Mi cabeza me decía que el jefe me incluía entre los druidas. El corazón me dio un vuelco.

—Vivirás conmigo durante algún tiempo y descubriremos juntos los talentos que puedes poseer, Ainvar. Sean cuales fueren, parece que tus dones son de la cabeza, no del brazo.

—¿Dones de la cabeza?

—Poderes mentales. Quienes los poseen, si se someten a los años necesarios de estudio y disciplina, pueden interpretar augurios o memorizar los poemas que contienen nuestra historia. O tal vez sean sacrificadores, curanderos o maestros, como yo mismo. Cada uno de nosotros tiene una habilidad invisible, ¿comprendes?, que es distinta de los dones evidentes del brazo, como el manejo de la espada o la artesanía.

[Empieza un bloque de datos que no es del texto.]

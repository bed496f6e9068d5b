use crate::Result;
use crate::schema::StatusDocument;
use std::path::Path;

/// Encoding of a saved status report
#[derive(Debug, Clone, Copy, PartialEq, Eq)]
pub enum DocumentFormat {
    Yaml,
    Json,
}

impl DocumentFormat {
    /// `.json` files and anything that opens with `{` are JSON, the rest YAML
    pub fn detect(path: Option<&Path>, text: &str) -> Self {
        let by_extension = path
            .and_then(|p| p.extension())
            .is_some_and(|ext| ext.eq_ignore_ascii_case("json"));

        if by_extension || text.trim_start().starts_with('{') {
            DocumentFormat::Json
        } else {
            DocumentFormat::Yaml
        }
    }
}

/// Read and parse a status report from disk
pub fn load_document(path: &Path) -> Result<StatusDocument> {
    let text = std::fs::read_to_string(path)?;
    let format = DocumentFormat::detect(Some(path), &text);
    tracing::debug!(path = %path.display(), ?format, "loading status document");
    parse_document(&text, format)
}

pub fn parse_document(text: &str, format: DocumentFormat) -> Result<StatusDocument> {
    let doc = match format {
        DocumentFormat::Json => serde_json::from_str(text)?,
        DocumentFormat::Yaml => serde_yaml::from_str(text)?,
    };
    Ok(doc)
}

Cautamente alcé la mano y me toqué la cabeza..., la cabeza que los celtas consideraban sagrada.

—¿Voy a ser un druida? —me atreví a susurrar.

Menua adoptó una expresión dubitativa.

—Existe una posibilidad remotísima. Debes comprender que es, en efecto, muy remota. Los druidas debemos obedecer la ley y tú has mostrado hoy una asombrosa desconsideración hacia la ley. Si ésa es la manera en que piensas proceder, deberemos pedir a Dian Cet, como juez principal, que te declare ahora criminal y terminamos con ello de una vez.

No se me ocultaba lo que los druidas podían hacer con los criminales, y sacudí la cabeza con vehemencia.

—Jamás mientras viva volveré a quebrantar la más pequeña prohibición.

Menua arrugó las comisuras de los ojos.

—Ah, creo que vas a causarme siete clases de problemas, al margen de lo que digas. Pero es posible que merezca la pena si podemos tolerarnos mutuamente el tiempo suficiente para averiguarlo. Ahora ve al alojamiento de Rosmerta y recoge tu jergón. No tengo provisiones para huéspedes.

Aquella noche dormí en la vivienda del jefe druida. Nuestro viejo alojamiento sería asignado a la primera pareja que se casara y concibiera un hijo después de Beltaine, el festival de la primavera y la fertilidad.

Yací en la oscuridad, despierto y haciéndome preguntas.

¿Era posible que de alguna manera hubiera realizado la magia más grande, la magia reservada a la Fuente de Todos los Seres? ¿Acaso con mi ignorancia y mi pasión había encendido la chispa de la vida?

CAPÍTULO III

A veces sorprendía a Menua mirándome con los ojos entrecerrados, acariciándose el labio inferior, y sabía que también se estaba haciendo preguntas.

Mi instrucción formal empezó con una crítica de todos los aspectos de mi ser. Al parecer, nada de lo que era o hacía estaba bien. Por ejemplo, mi torpeza era imperdonable, un insulto a los ojos de Menua.

—Fíjate en la naturaleza —me aconsejaba—. Cada criatura que emerge del Caldero de la Creación es tan agraciada como puede serlo de acuerdo con sus capacidades físicas. Así, el sauce y la rata almizclada por igual honran a la vida que hay en sí mismos. La vida es sagrada, una chispa de la Fuente de Todos los Seres.